Cambodian temple site draws visitors
Trees and looters
Sambor Prei Kuk, which means "the temple in the richness of the forest", boasts nearly 300 brick temples and heaps of ruins across a 25-square-kilometer compound.
The city, some 200 km north of Phnom Penh, was once the seat of the Chenla kingdom that flourished in the sixth and seventh centuries before the height of the Khmer Empire that raised the mega-city of Angkor.
The temples were rediscovered by French scholars in the 1880s when Cambodia was part of France's Indochina empire.
It took decades to pare back tree roots and lumps of earth that had consumed the monuments over the centuries.
"At first they only found 16 temples, but then they started to clean the sites," explains Hang Than, who's an archaeologist by training.

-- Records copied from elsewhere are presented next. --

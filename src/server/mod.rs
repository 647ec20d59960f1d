//! HTTP server for the change relay.
//!
//! This module implements the HTTP surface that:
//! - Accepts change batches from the upstream feed and runs them through the relay
//! - Lets clients manage per-key allow-list overrides
//! - Provides state inspection endpoints for observability
//! - Provides health checks for liveness probes
//!
//! # Endpoints
//!
//! - `POST /api/v1/tables/{key}/batches` - Delivers a batch (202, or 503 to request redelivery)
//! - `PUT /api/v1/tables/{key}/allowed-columns` - Replaces the client allow-list
//! - `GET /api/v1/tables/{key}/allowed-columns` - Returns the client allow-list
//! - `GET /api/v1/tables/{key}/state` - Returns the key's diagnostic state as JSON
//! - `GET /health` - Returns 200 if server is running

use std::sync::Arc;

use axum::http::StatusCode;
use tokio_util::sync::CancellationToken;

use crate::collaborators::{LogNotifier, OutboxSink, RedeliveryLedger};
use crate::config::RelayConfig;
use crate::persistence::{StateStore, StoreError};
use crate::relay::Relay;

pub mod columns;
pub mod config;
pub mod health;
pub mod ingest;
pub mod state;

pub use columns::{get_columns_handler, put_columns_handler};
pub use config::{ConfigError, ServerConfig};
pub use health::health_handler;
pub use ingest::ingest_handler;
pub use state::state_handler;

/// The relay as assembled by the binary.
pub type ServerRelay = Relay<OutboxSink, RedeliveryLedger, LogNotifier>;

/// Shared application state.
///
/// This is passed to all handlers via Axum's `State` extractor.
#[derive(Clone)]
pub struct AppState {
    inner: Arc<AppStateInner>,
}

struct AppStateInner {
    relay: ServerRelay,

    /// Counts batches answered with 503, per key. Also the relay's upstream
    /// status collaborator.
    ledger: RedeliveryLedger,
}

impl AppState {
    pub fn new(relay: ServerRelay, ledger: RedeliveryLedger) -> Self {
        AppState {
            inner: Arc::new(AppStateInner { relay, ledger }),
        }
    }

    /// Builds the binary's relay: file store, outbox sink, redelivery
    /// ledger and log notifier.
    pub fn assemble(
        server: &ServerConfig,
        relay_config: RelayConfig,
        shutdown: CancellationToken,
    ) -> Self {
        let store = StateStore::open(&server.state_dir);
        let ledger = RedeliveryLedger::new(store.clone(), server.max_redeliveries);
        let relay = Relay::with_shutdown(
            relay_config,
            store,
            Arc::new(OutboxSink::new(&server.outbox_dir)),
            Arc::new(ledger.clone()),
            Arc::new(LogNotifier),
            shutdown,
        );
        Self::new(relay, ledger)
    }

    pub fn relay(&self) -> &ServerRelay {
        &self.inner.relay
    }

    pub fn ledger(&self) -> &RedeliveryLedger {
        &self.inner.ledger
    }
}

/// Status for a store error raised while handling a request. A key the store
/// cannot hold is the client's fault.
fn store_status(error: &StoreError) -> StatusCode {
    if error.is_invalid_key() {
        StatusCode::BAD_REQUEST
    } else {
        StatusCode::INTERNAL_SERVER_ERROR
    }
}

/// Builds the axum Router with all endpoints.
pub fn build_router(app_state: AppState) -> axum::Router {
    use axum::routing::{get, post};

    axum::Router::new()
        .route("/api/v1/tables/{key}/batches", post(ingest_handler))
        .route(
            "/api/v1/tables/{key}/allowed-columns",
            get(get_columns_handler).put(put_columns_handler),
        )
        .route("/api/v1/tables/{key}/state", get(state_handler))
        .route("/health", get(health_handler))
        .with_state(app_state)
}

But the excavation halted as Cambodia fell into war, with a hailstorm of US bombs hitting the area during the Vietnam War in the 1970s, leaving behind hundreds of craters.
Restoration efforts were rebooted in the late 1990s.
With help of Japanese partners, conservationists spent decades hacking back trees and stabilizing the structures.
The painstaking work was rewarded with the UNESCO listing, which carries fresh funds to preserve the temples and manage the impact of tourism.
"It was very different when I first started to work in this area," says Lay Alex, who began leading tours a decade ago.